Re: insert & retrieve images from DB to web
by Your Mother (Archbishop) on Sep 05, 2008 at 04:25 UTC

    That seems a little weird. 89a is the animated gif format. You might be doing something you don't really want to do with your conversions. On that note, you'd probably be better off converting them to jpg instead of gif, they'll be smaller and more accurately matched files, unless the tiffs are 8-bit, in which case gif would be a directly comparable format.

      I got chastised by this before, so I remember it.......89a handles animation, but does not mean it is animated. It is a newer format that handles other things. 87a can be animated too. See Gif 87a/89a

      I'm not really a human, but I play one on earth Remember How Lucky You Are
        GIF89a is animated? ...interesting.
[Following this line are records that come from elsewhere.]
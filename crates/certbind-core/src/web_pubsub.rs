//! Identifiers for Web PubSub services and their custom certificates.

use std::fmt;
use std::str::FromStr;

use serde::{Deserialize, Serialize};

use crate::error::{IdError, Result};
use crate::resource_id::{Segment, format_segments, parse_segments};

const WEB_PUBSUB_LAYOUT: &[Segment] = &[
    Segment::Static("subscriptions"),
    Segment::Value("subscriptionId"),
    Segment::Static("resourceGroups"),
    Segment::Value("resourceGroupName"),
    Segment::Static("providers"),
    Segment::Static("Microsoft.SignalRService"),
    Segment::Static("webPubSub"),
    Segment::Value("webPubSubName"),
];

const CUSTOM_CERTIFICATE_LAYOUT: &[Segment] = &[
    Segment::Static("subscriptions"),
    Segment::Value("subscriptionId"),
    Segment::Static("resourceGroups"),
    Segment::Value("resourceGroupName"),
    Segment::Static("providers"),
    Segment::Static("Microsoft.SignalRService"),
    Segment::Static("webPubSub"),
    Segment::Value("webPubSubName"),
    Segment::Static("customCertificates"),
    Segment::Value("customCertificateName"),
];

/// Identifier of a Web PubSub service.
#[derive(Debug, Clone, PartialEq, Eq, Hash, Serialize, Deserialize)]
#[serde(try_from = "String", into = "String")]
pub struct WebPubSubId {
    pub subscription_id: String,
    pub resource_group_name: String,
    pub web_pubsub_name: String,
}

impl WebPubSubId {
    pub fn new(
        subscription_id: impl Into<String>,
        resource_group_name: impl Into<String>,
        web_pubsub_name: impl Into<String>,
    ) -> Self {
        Self {
            subscription_id: subscription_id.into(),
            resource_group_name: resource_group_name.into(),
            web_pubsub_name: web_pubsub_name.into(),
        }
    }

    /// Parses `/subscriptions/{s}/resourceGroups/{rg}/providers/Microsoft.SignalRService/webPubSub/{name}`.
    pub fn parse(input: &str) -> Result<Self> {
        let values = parse_segments("Web PubSub", input, WEB_PUBSUB_LAYOUT)?;
        let [subscription_id, resource_group_name, web_pubsub_name]: [String; 3] = values
            .try_into()
            .map_err(|_| IdError::Empty { kind: "Web PubSub" })?;
        Ok(Self {
            subscription_id,
            resource_group_name,
            web_pubsub_name,
        })
    }

    /// Identifier of the custom certificate `name` under this service.
    pub fn custom_certificate(&self, name: impl Into<String>) -> CustomCertificateId {
        CustomCertificateId::new(
            &self.subscription_id,
            &self.resource_group_name,
            &self.web_pubsub_name,
            name,
        )
    }

    pub fn id(&self) -> String {
        format_segments(
            WEB_PUBSUB_LAYOUT,
            &[
                &self.subscription_id,
                &self.resource_group_name,
                &self.web_pubsub_name,
            ],
        )
    }
}

impl fmt::Display for WebPubSubId {
    fn fmt(&self, f: &mut fmt::Formatter<'_>) -> fmt::Result {
        write!(f, "Web PubSub (Subscription: {:?}", self.subscription_id)?;
        write!(f, " / Resource Group Name: {:?}", self.resource_group_name)?;
        write!(f, " / Web PubSub Name: {:?})", self.web_pubsub_name)
    }
}

impl FromStr for WebPubSubId {
    type Err = IdError;

    fn from_str(s: &str) -> Result<Self> {
        Self::parse(s)
    }
}

impl TryFrom<String> for WebPubSubId {
    type Error = IdError;

    fn try_from(value: String) -> Result<Self> {
        Self::parse(&value)
    }
}

impl From<WebPubSubId> for String {
    fn from(value: WebPubSubId) -> Self {
        value.id()
    }
}

/// Identifier of a custom certificate bound to a Web PubSub service.
///
/// This is the persisted identity of a certificate binding and is derived
/// purely from the parent service identifier and the binding name.
#[derive(Debug, Clone, PartialEq, Eq, Hash, Serialize, Deserialize)]
#[serde(try_from = "String", into = "String")]
pub struct CustomCertificateId {
    pub subscription_id: String,
    pub resource_group_name: String,
    pub web_pubsub_name: String,
    pub custom_certificate_name: String,
}

impl CustomCertificateId {
    pub fn new(
        subscription_id: impl Into<String>,
        resource_group_name: impl Into<String>,
        web_pubsub_name: impl Into<String>,
        custom_certificate_name: impl Into<String>,
    ) -> Self {
        Self {
            subscription_id: subscription_id.into(),
            resource_group_name: resource_group_name.into(),
            web_pubsub_name: web_pubsub_name.into(),
            custom_certificate_name: custom_certificate_name.into(),
        }
    }

    pub fn parse(input: &str) -> Result<Self> {
        let values = parse_segments("Custom Certificate", input, CUSTOM_CERTIFICATE_LAYOUT)?;
        let [
            subscription_id,
            resource_group_name,
            web_pubsub_name,
            custom_certificate_name,
        ]: [String; 4] = values.try_into().map_err(|_| IdError::Empty {
            kind: "Custom Certificate",
        })?;
        Ok(Self {
            subscription_id,
            resource_group_name,
            web_pubsub_name,
            custom_certificate_name,
        })
    }

    /// Identifier of the owning Web PubSub service.
    pub fn web_pubsub_id(&self) -> WebPubSubId {
        WebPubSubId::new(
            &self.subscription_id,
            &self.resource_group_name,
            &self.web_pubsub_name,
        )
    }

    pub fn id(&self) -> String {
        format_segments(
            CUSTOM_CERTIFICATE_LAYOUT,
            &[
                &self.subscription_id,
                &self.resource_group_name,
                &self.web_pubsub_name,
                &self.custom_certificate_name,
            ],
        )
    }
}

impl fmt::Display for CustomCertificateId {
    fn fmt(&self, f: &mut fmt::Formatter<'_>) -> fmt::Result {
        write!(f, "Custom Certificate (Subscription: {:?}", self.subscription_id)?;
        write!(f, " / Resource Group Name: {:?}", self.resource_group_name)?;
        write!(f, " / Web PubSub Name: {:?}", self.web_pubsub_name)?;
        write!(
            f,
            " / Custom Certificate Name: {:?})",
            self.custom_certificate_name
        )
    }
}

impl FromStr for CustomCertificateId {
    type Err = IdError;

    fn from_str(s: &str) -> Result<Self> {
        Self::parse(s)
    }
}

impl TryFrom<String> for CustomCertificateId {
    type Error = IdError;

    fn try_from(value: String) -> Result<Self> {
        Self::parse(&value)
    }
}

impl From<CustomCertificateId> for String {
    fn from(value: CustomCertificateId) -> Self {
        value.id()
    }
}

/// Checks that `input` is a well-formed custom certificate identifier.
pub fn validate_custom_certificate_id(input: &str) -> Result<()> {
    CustomCertificateId::parse(input).map(|_| ())
}

/// Checks that `input` is a well-formed Web PubSub service identifier.
pub fn validate_web_pubsub_id(input: &str) -> Result<()> {
    WebPubSubId::parse(input).map(|_| ())
}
This is the code that I'm using to convert the tif's to gif's:
        foreach (@image){ my $image=Image::Magick->new(); $image->Read($_); $image->Write(substr($image->Get('filename'), 0, length($image->Get('f +ilename'))-4).".gif"); }
        I manually opened one of my tif's and 'save as...' a gif in one of my graphic editing programs, opened the gif in notepad, and it still had the 'GIF89a' at the beginning of the string. What is the non-animated supposed to have?

        The original tif's are simple b&w scanned docs, so gif's are MUCH smaller than jpgs in this case. I read that node on handling blobs, but it referred to MB's of data. All the gif's ended up being between 5K-32K, so I assume (correct me if I'm wrong) that I don't have to deal with breaking the data up into chucks??? Will it speed things up if I do? It doesn't look like I'm losing any of the data in inserting or retrieving the data if the hex string is exactly double the raw data directly from the file.

        juster--I added the lines of code:
        my $rawData = pack 'H*', $data->{BackImg}; print $q->header(type=>'image/gif', Content_Length=>length($rawData)). +$rawData; if($blob ne $rawData){die $rawData."\nlength=".length($rawData)."\nfil +e image = ".$blob."\nlength=".length($blob);}
        ...but $rawData is an empty string. What am I missing?

        Referencing the file instead of putting it in the db would certainly optimize the db, however, for this application and our network configuration (there are a total of 4 servers involved...long story, don't ask), storing the images inside the db works better.

        --ksublondie
Re: insert & retrieve images from DB to web
by tmaly (Monk) on Sep 05, 2008 at 16:51 UTC
    Have you considered converting the images to base 64 and storing them as strings? I have used MIME::Base64 to do this with other binary formats
      I'm slowly making progress. There's a sybase connection attribute (syb_binary_images) that by default returns binary as hex. Now I don't have to convert the data.

      Now I've discovered that the issue appears to be independent of the db. I've taken a larger sampling of files to read and print directly to the browser. The same images are displaying incorrectly (stupid me should have done this to begin with). I can open the gif files with either a browser or my image viewer and it looks fine. Reading the files and printing data to the browser is causing problems.

      All the sample code I've found is doing the same thing I am (see code in original node). Ideas???

        have you tried calling binmode on the input file handle after you open it?